Тогда же взбунтовался отец Парфений: он наотрез отказался быть поваром и потребовал винтовку. Уговоры не привели ни к каким результатам. Отец Парфений обрил свою черную бороду, подстриг длинные волосы, рясу сменил на шинель, и теперь ничего поповского не было в нем. Он стал молчаливым и скрытным: все о чем-то думал.
Отряд застрял в большом селе Хомяки. Где-то совсем близко рокотала канонада, и говорили, что белые укрепились и нужно пробиваться с боем.

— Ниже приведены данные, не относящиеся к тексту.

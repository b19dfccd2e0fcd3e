//! Dependency graph validation.
//!
//! Validates the declared constructor graph at build time: the parameters
//! of each registration's auto-selected constructor form the edges, and a
//! cycle among them is rejected before the first `resolve()` call ever
//! runs. Parameters that are not registered are left alone here — they
//! surface at resolution time as `NotRegistered` — and so are
//! registrations whose constructor selection fails.
//!
//! Only the declared graph is guarded. A build closure that resolves keys
//! it did not declare can still recurse unboundedly at resolution time;
//! such a cycle ends in stack exhaustion, not an error.

use std::collections::{HashMap, HashSet};

use tracing::{debug, instrument, warn};

use crate::error::{CircularDependencyError, WireupError};
use crate::key::DependencyKey;

/// One node of the declared dependency graph.
#[derive(Debug, Clone)]
pub(crate) struct DependencyInfo {
    /// The registration's contract identity.
    pub key: DependencyKey,
    /// Parameter identities of the auto-selected constructor.
    pub dependencies: Vec<DependencyKey>,
}

/// Validates the declared dependency graph for cycles.
///
/// # Algorithm
/// Depth-first search with a "currently visiting" set; revisiting a key
/// on the active path is a cycle, and the path is reported in the error.
pub(crate) struct GraphValidator {
    dependencies: HashMap<DependencyKey, DependencyInfo>,
    visiting: HashSet<DependencyKey>,
    validated: HashSet<DependencyKey>,
    path: Vec<DependencyKey>,
}

impl GraphValidator {
    pub(crate) fn new(dependencies: HashMap<DependencyKey, DependencyInfo>) -> Self {
        Self {
            dependencies,
            visiting: HashSet::new(),
            validated: HashSet::new(),
            path: Vec::new(),
        }
    }

    /// Validates the entire graph.
    ///
    /// # Errors
    /// [`WireupError::CircularDependency`] when a declared cycle exists.
    #[instrument(skip(self), name = "graph_validation")]
    pub(crate) fn validate(&mut self) -> Result<(), WireupError> {
        let keys: Vec<DependencyKey> = self.dependencies.values().map(|info| info.key.clone()).collect();

        debug!(dependency_count = keys.len(), "validating dependency graph");

        for key in keys {
            if !self.validated.contains(&key) {
                self.validate_key(&key)?;
            }
        }

        debug!("dependency graph validation passed");
        Ok(())
    }

    fn validate_key(&mut self, key: &DependencyKey) -> Result<(), WireupError> {
        if self.validated.contains(key) {
            return Ok(());
        }

        // Revisited while still on the active path: cycle.
        if self.visiting.contains(key) {
            let cycle_start = self.path.iter().position(|k| k == key).unwrap_or(0);
            let mut chain: Vec<DependencyKey> = self.path[cycle_start..].to_vec();
            chain.push(key.clone());

            warn!(cycle = ?chain, "circular dependency detected");

            return Err(WireupError::CircularDependency(CircularDependencyError {
                chain,
            }));
        }

        // Unregistered keys are leaves here; resolution reports them.
        let Some(info) = self.dependencies.get(key).cloned() else {
            self.validated.insert(key.clone());
            return Ok(());
        };

        self.visiting.insert(key.clone());
        self.path.push(key.clone());

        for dep_key in &info.dependencies {
            self.validate_key(dep_key)?;
        }

        self.path.pop();
        self.visiting.remove(key);
        self.validated.insert(key.clone());

        Ok(())
    }
}

#[cfg(test)]
mod tests {
    use super::*;

    fn dep_info(key: DependencyKey, deps: Vec<DependencyKey>) -> DependencyInfo {
        DependencyInfo {
            key,
            dependencies: deps,
        }
    }

    fn make_graph(infos: Vec<DependencyInfo>) -> HashMap<DependencyKey, DependencyInfo> {
        infos.into_iter().map(|i| (i.key.clone(), i)).collect()
    }

    struct Database;
    struct UserRepo;
    struct UserService;

    #[test]
    fn valid_simple_graph() {
        let graph = make_graph(vec![
            dep_info(DependencyKey::of::<Database>(), vec![]),
            dep_info(
                DependencyKey::of::<UserRepo>(),
                vec![DependencyKey::of::<Database>()],
            ),
            dep_info(
                DependencyKey::of::<UserService>(),
                vec![DependencyKey::of::<UserRepo>()],
            ),
        ]);

        let mut validator = GraphValidator::new(graph);
        assert!(validator.validate().is_ok());
    }

    #[test]
    fn detect_circular_dependency() {
        // A → B → C → A
        struct A;
        struct B;
        struct C;

        let graph = make_graph(vec![
            dep_info(DependencyKey::of::<A>(), vec![DependencyKey::of::<B>()]),
            dep_info(DependencyKey::of::<B>(), vec![DependencyKey::of::<C>()]),
            dep_info(DependencyKey::of::<C>(), vec![DependencyKey::of::<A>()]),
        ]);

        let mut validator = GraphValidator::new(graph);
        let result = validator.validate();

        assert!(result.is_err());
        match result.unwrap_err() {
            WireupError::CircularDependency(err) => {
                assert!(err.chain.len() >= 3);
                assert_eq!(err.chain.first(), err.chain.last());
            }
            other => panic!("expected CircularDependency, got: {other:?}"),
        }
    }

    #[test]
    fn detect_self_dependency() {
        struct A;

        let graph = make_graph(vec![dep_info(
            DependencyKey::of::<A>(),
            vec![DependencyKey::of::<A>()],
        )]);

        let mut validator = GraphValidator::new(graph);
        assert!(validator.validate().is_err());
    }

    #[test]
    fn missing_dependency_is_not_a_build_error() {
        struct A;
        struct B;

        // A → B, B not registered. Resolution reports that, not build.
        let graph = make_graph(vec![dep_info(
            DependencyKey::of::<A>(),
            vec![DependencyKey::of::<B>()],
        )]);

        let mut validator = GraphValidator::new(graph);
        assert!(validator.validate().is_ok());
    }

    #[test]
    fn diamond_dependency_ok() {
        //     A
        //    / \
        //   B   C
        //    \ /
        //     D
        struct A;
        struct B;
        struct C;
        struct D;

        let graph = make_graph(vec![
            dep_info(DependencyKey::of::<D>(), vec![]),
            dep_info(DependencyKey::of::<B>(), vec![DependencyKey::of::<D>()]),
            dep_info(DependencyKey::of::<C>(), vec![DependencyKey::of::<D>()]),
            dep_info(
                DependencyKey::of::<A>(),
                vec![DependencyKey::of::<B>(), DependencyKey::of::<C>()],
            ),
        ]);

        let mut validator = GraphValidator::new(graph);
        assert!(validator.validate().is_ok());
    }

    #[test]
    fn named_keys_are_distinct_nodes() {
        struct A;

        // A depends on A(name="inner") — not a self-cycle.
        let graph = make_graph(vec![
            dep_info(
                DependencyKey::of::<A>(),
                vec![DependencyKey::named::<A>("inner")],
            ),
            dep_info(DependencyKey::named::<A>("inner"), vec![]),
        ]);

        let mut validator = GraphValidator::new(graph);
        assert!(validator.validate().is_ok());
    }
}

Федя слонялся по деревне, перезнакомился с местными ребятами, которые откровенно завидовали ему: всего тринадцать лет, а уже в Красной Армии.
Раз он забрел в церковь во время богослужения и с удивлением смотрел на степенную толпу молящихся, на горящие свечи, на расписные потолки, теряющиеся в легкой дымке ладана, на клирос, где возвышался величественный поп в парчовой ризе, с золотым крестом на груди; Федя слушал тихое хоровое пение, и смутно и странно становилось у него на душе…
Федя выбежал на улицу, и здесь было солнечно, морозно, по дороге, громыхая, шла артиллерия — мохнатые тяжеловозы с усилием переставляли ноги, и, понукая лошадей, шагали красноармейцы с обветренными лицами.
И рядом с походом, с войной ненужным и чужим миром показалась Феде эта церковь с горящими свечами, с ладаном, с тихим пением, с толпой молящихся. О чем вы молитесь, люди, в этот великий, набатный час России?
Однажды вечером Федя сидел в избе, смотрел в жаркую печь, из которой выпрыгивали малиновые угольки, и думал о своей жизни. Ведь совсем немного времени прошло с тех пор, как на ночном вокзале их провожали на фронт. Сколько? Две недели, наверно. А Феде казалось, что прошел год или даже два — так далеко все это было: и город, и Любка-балаболка, и типография… Как там без них выпускают газету? И как мамка? Может быть, она уже поправилась? А может быть… Нет, нет! Федя отогнал эту страшную мысль.